WHAT YOU SHOULD DO
Give the data again, word for word.

[Stored data entries]
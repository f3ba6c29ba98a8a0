// Licensed under the Apache License, Version 2.0 (the "License");
// you may not use this file except in compliance with the License.
// You may obtain a copy of the License at
//
//     http://www.apache.org/licenses/LICENSE-2.0
//
// Unless required by applicable law or agreed to in writing, software
// distributed under the License is distributed on an "AS IS" BASIS,
// WITHOUT WARRANTIES OR CONDITIONS OF ANY KIND, either express or implied.
// See the License for the specific language governing permissions and
// limitations under the License.

use std::io;
use std::sync::Arc;
use std::time::Duration;

use calloop::EventLoop;
use calloop::Interest;
use calloop::LoopHandle;
use calloop::LoopSignal;
use calloop::Mode;
use calloop::PostAction;
use calloop::generic::Generic;
use calloop::timer::TimeoutAction;
use calloop::timer::Timer;

use crate::connection::ClientConnection;
use crate::connection::Transport;
use crate::errors;
use crate::prelude::*;
use crate::server::Daemon;
use crate::transport::Listener;

const HOUSEKEEPING_INTERVAL: Duration = Duration::from_secs(2);
const DISPATCH_TIMEOUT: Duration = Duration::from_millis(200);

struct LoopState {
    daemon: Arc<Daemon>,
    handle: LoopHandle<'static, LoopState>,
    signal: LoopSignal,
}

/// Multiplexed substrate: one thread, one event loop, every socket a
/// readiness source. Handshakes run in the accept callback; requests are
/// dispatched one at a time as their sockets become readable.
pub(crate) fn run(daemon: &Arc<Daemon>, listener: Listener) -> Result<()> {
    listener.set_nonblocking(true).location(loc!())?;
    let mut event_loop = EventLoop::<'static, LoopState>::try_new().location(loc!())?;
    let handle = event_loop.handle();
    let signal = event_loop.get_signal();

    handle
        .insert_source(
            Generic::new(listener, Interest::READ, Mode::Level),
            |_, listener, state: &mut LoopState| {
                match listener.accept() {
                    Ok(transport) => accept_client(state, transport),
                    Err(err) if err.kind() == io::ErrorKind::WouldBlock => {},
                    Err(err) => error!("error accepting connection: {err}"),
                }
                Ok(PostAction::Continue)
            },
        )
        .map_err(|err| anyhow!("failed to watch listening socket: {err}"))?;

    handle
        .insert_source(
            Timer::from_duration(HOUSEKEEPING_INTERVAL),
            |_, _, state: &mut LoopState| {
                if state.daemon.is_shutting_down() {
                    state.signal.stop();
                    return TimeoutAction::Drop;
                }
                state.daemon.housekeeping();
                TimeoutAction::ToDuration(HOUSEKEEPING_INTERVAL)
            },
        )
        .map_err(|err| anyhow!("failed to schedule housekeeping: {err}"))?;

    let mut state = LoopState {
        daemon: Arc::clone(daemon),
        handle,
        signal,
    };
    event_loop
        .run(DISPATCH_TIMEOUT, &mut state, |state| {
            if state.daemon.is_shutting_down() {
                state.signal.stop();
            }
        })
        .location(loc!())?;
    Ok(())
}

fn accept_client(state: &mut LoopState, transport: Box<dyn Transport>) {
    let mut conn = ClientConnection::new(transport, Arc::clone(&state.daemon.must_shutdown));
    debug!("connection from {}", conn.peer());
    match state.daemon.handshake(&mut conn) {
        Ok(true) => {},
        Ok(false) => {
            state.daemon.client_disconnect(&mut conn);
            return;
        },
        Err(err) => {
            debug!("handshake with {} failed: {err:?}", conn.peer());
            state.daemon.client_disconnect(&mut conn);
            return;
        },
    }

    let poll_fd = match conn.poll_fd() {
        Ok(fd) => fd,
        Err(err) => {
            error!("cannot poll connection from {}: {err}", conn.peer());
            state.daemon.client_disconnect(&mut conn);
            return;
        },
    };
    let inserted = state.handle.insert_source(
        Generic::new(poll_fd, Interest::READ, Mode::Level),
        move |_, _, state: &mut LoopState| match state.daemon.handle_request(&mut conn) {
            Ok(()) => Ok(PostAction::Continue),
            Err(err) => {
                if !errors::is_connection_closed(&err) {
                    debug!("closing connection {} after error: {err:?}", conn.peer());
                }
                state.daemon.client_disconnect(&mut conn);
                Ok(PostAction::Remove)
            },
        },
    );
    if let Err(err) = inserted {
        error!("failed to watch client socket: {err}");
    }
}

#[cfg(test)]
mod tests {
    use std::net::TcpStream;
    use std::thread;

    use serde_json::Value;
    use serde_json::json;

    use super::*;
    use crate::config::Config;
    use crate::config::ServerType;
    use crate::expose::ExposedClass;
    use crate::protocol::Annotations;
    use crate::protocol::Message;
    use crate::protocol::MsgType;

    struct Adder;

    #[test]
    fn serves_clients_from_a_single_event_loop() {
        let config = Config {
            host: "127.0.0.1".to_owned(),
            servertype: ServerType::Multiplex,
            ..Config::default()
        };
        let daemon = Daemon::new(config).unwrap();
        let class = ExposedClass::builder::<Adder>("Adder")
            .constructor(|| Adder)
            .method("add", |_, vargs, _| {
                let a = vargs[0].as_i64().unwrap_or(0);
                let b = vargs[1].as_i64().unwrap_or(0);
                Ok(json!(a + b))
            })
            .build()
            .unwrap();
        daemon.register(class, Some("adder"), false).unwrap();

        let loop_daemon = Arc::clone(&daemon);
        let server = thread::spawn(move || loop_daemon.request_loop());

        let mut stream = TcpStream::connect(daemon.location()).unwrap();
        stream
            .set_read_timeout(Some(Duration::from_secs(5)))
            .unwrap();
        use std::io::Write;

        let connect_payload =
            serde_json::to_vec(&json!({"handshake": "hi", "object": "adder"})).unwrap();
        let frame = Message::new(MsgType::Connect, 0, 1, 2, connect_payload, Annotations::new())
            .to_bytes()
            .unwrap();
        stream.write_all(&frame).unwrap();
        let ok = Message::recv(&mut stream, &[MsgType::ConnectOk, MsgType::ConnectFail]).unwrap();
        assert_eq!(ok.msg_type, MsgType::ConnectOk);

        for (seq, (a, b)) in [(2u32, (1i64, 2i64)), (3, (40, 2))] {
            let payload = serde_json::to_vec(&json!(["adder", "add", [a, b], {}])).unwrap();
            let frame = Message::new(MsgType::Invoke, 0, seq, 2, payload, Annotations::new())
                .to_bytes()
                .unwrap();
            stream.write_all(&frame).unwrap();
            let reply = Message::recv(&mut stream, &[MsgType::Result]).unwrap();
            assert_eq!(reply.seq, seq);
            let value: Value = serde_json::from_slice(&reply.payload).unwrap();
            assert_eq!(value, json!(a + b));
        }

        daemon.shutdown();
        server.join().unwrap().unwrap();
    }
}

RESPONSE TO THIS TASK
repository f3ba6c29ba98a8a0
// Licensed under the Apache License, Version 2.0 (the "License");
// you may not use this file except in compliance with the License.
// You may obtain a copy of the License at
//
//     http://www.apache.org/licenses/LICENSE-2.0
//
// Unless required by applicable law or agreed to in writing, software
// distributed under the License is distributed on an "AS IS" BASIS,
// WITHOUT WARRANTIES OR CONDITIONS OF ANY KIND, either express or implied.
// See the License for the specific language governing permissions and
// limitations under the License.

use std::io;
use std::sync::Arc;
use std::time::Duration;

use calloop::EventLoop;
use calloop::Interest;
use calloop::LoopHandle;
use calloop::LoopSignal;
use calloop::Mode;
use calloop::PostAction;
use calloop::generic::Generic;
use calloop::timer::TimeoutAction;
use calloop::timer::Timer;

use crate::connection::ClientConnection;
use crate::connection::Transport;
use crate::errors;
use crate::prelude::*;
use crate::server::Daemon;
use crate::transport::Listener;

const HOUSEKEEPING_INTERVAL: Duration = Duration::from_secs(2);
const DISPATCH_TIMEOUT: Duration = Duration::from_millis(200);

struct LoopState {
    daemon: Arc<Daemon>,
    handle: LoopHandle<'static, LoopState>,
    signal: LoopSignal,
}

/// Multiplexed substrate: one thread, one event loop, every socket a
/// readiness source. Handshakes run in the accept callback; requests are
/// dispatched one at a time as their sockets become readable.
pub(crate) fn run(daemon: &Arc<Daemon>, listener: Listener) -> Result<()> {
    listener.set_nonblocking(true).location(loc!())?;
    let mut event_loop = EventLoop::<'static, LoopState>::try_new().location(loc!())?;
    let handle = event_loop.handle();
    let signal = event_loop.get_signal();

    handle
        .insert_source(
            Generic::new(listener, Interest::READ, Mode::Level),
            |_, listener, state: &mut LoopState| {
                match listener.accept() {
                    Ok(transport) => accept_client(state, transport),
                    Err(err) if err.kind() == io::ErrorKind::WouldBlock => {},
                    Err(err) => error!("error accepting connection: {err}"),
                }
                Ok(PostAction::Continue)
            },
        )
        .map_err(|err| anyhow!("failed to watch listening socket: {err}"))?;

    handle
        .insert_source(
            Timer::from_duration(HOUSEKEEPING_INTERVAL),
            |_, _, state: &mut LoopState| {
                if state.daemon.is_shutting_down() {
                    state.signal.stop();
                    return TimeoutAction::Drop;
                }
                state.daemon.housekeeping();
                TimeoutAction::ToDuration(HOUSEKEEPING_INTERVAL)
            },
        )
        .map_err(|err| anyhow!("failed to schedule housekeeping: {err}"))?;

    let mut state = LoopState {
        daemon: Arc::clone(daemon),
        handle,
        signal,
    };
    event_loop
        .run(DISPATCH_TIMEOUT, &mut state, |state| {
            if state.daemon.is_shutting_down() {
                state.signal.stop();
            }
        })
        .location(loc!())?;
    Ok(())
}

fn accept_client(state: &mut LoopState, transport: Box<dyn Transport>) {
    let mut conn = ClientConnection::new(transport, Arc::clone(&state.daemon.must_shutdown));
    debug!("connection from {}", conn.peer());
    match state.daemon.handshake(&mut conn) {
        Ok(true) => {},
        Ok(false) => {
            state.daemon.client_disconnect(&mut conn);
            return;
        },
        Err(err) => {
            debug!("handshake with {} failed: {err:?}", conn.peer());
            state.daemon.client_disconnect(&mut conn);
            return;
        },
    }

    let poll_fd = match conn.poll_fd() {
        Ok(fd) => fd,
        Err(err) => {
            error!("cannot poll connection from {}: {err}", conn.peer());
            state.daemon.client_disconnect(&mut conn);
            return;
        },
    };
    let inserted = state.handle.insert_source(
        Generic::new(poll_fd, Interest::READ, Mode::Level),
        move |_, _, state: &mut LoopState| match state.daemon.handle_request(&mut conn) {
            Ok(()) => Ok(PostAction::Continue),
            Err(err) => {
                if !errors::is_connection_closed(&err) {
                    debug!("closing connection {} after error: {err:?}", conn.peer());
                }
                state.daemon.client_disconnect(&mut conn);
                Ok(PostAction::Remove)
            },
        },
    );
    if let Err(err) = inserted {
        error!("failed to watch client socket: {err}");
    }
}

#[cfg(test)]
mod tests {
    use std::net::TcpStream;
    use std::thread;

    use serde_json::Value;
    use serde_json::json;

    use super::*;
    use crate::config::Config;
    use crate::config::ServerType;
    use crate::expose::ExposedClass;
    use crate::protocol::Annotations;
    use crate::protocol::Message;
    use crate::protocol::MsgType;

    struct Adder;

    #[test]
    fn serves_clients_from_a_single_event_loop() {
        let config = Config {
            host: "127.0.0.1".to_owned(),
            servertype: ServerType::Multiplex,
            ..Config::default()
        };
        let daemon = Daemon::new(config).unwrap();
        let class = ExposedClass::builder::<Adder>("Adder")
            .constructor(|| Adder)
            .method("add", |_, vargs, _| {
                let a = vargs[0].as_i64().unwrap_or(0);
                let b = vargs[1].as_i64().unwrap_or(0);
                Ok(json!(a + b))
            })
            .build()
            .unwrap();
        daemon.register(class, Some("adder"), false).unwrap();

        let loop_daemon = Arc::clone(&daemon);
        let server = thread::spawn(move || loop_daemon.request_loop());

        let mut stream = TcpStream::connect(daemon.location()).unwrap();
        stream
            .set_read_timeout(Some(Duration::from_secs(5)))
            .unwrap();
        use std::io::Write;

        let connect_payload =
            serde_json::to_vec(&json!({"handshake": "hi", "object": "adder"})).unwrap();
        let frame = Message::new(MsgType::Connect, 0, 1, 2, connect_payload, Annotations::new())
            .to_bytes()
            .unwrap();
        stream.write_all(&frame).unwrap();
        let ok = Message::recv(&mut stream, &[MsgType::ConnectOk, MsgType::ConnectFail]).unwrap();
        assert_eq!(ok.msg_type, MsgType::ConnectOk);

        for (seq, (a, b)) in [(2u32, (1i64, 2i64)), (3, (40, 2))] {
            let payload = serde_json::to_vec(&json!(["adder", "add", [a, b], {}])).unwrap();
            let frame = Message::new(MsgType::Invoke, 0, seq, 2, payload, Annotations::new())
                .to_bytes()
                .unwrap();
            stream.write_all(&frame).unwrap();
            let reply = Message::recv(&mut stream, &[MsgType::Result]).unwrap();
            assert_eq!(reply.seq, seq);
            let value: Value = serde_json::from_slice(&reply.payload).unwrap();
            assert_eq!(value, json!(a + b));
        }

        daemon.shutdown();
        server.join().unwrap().unwrap();
    }
}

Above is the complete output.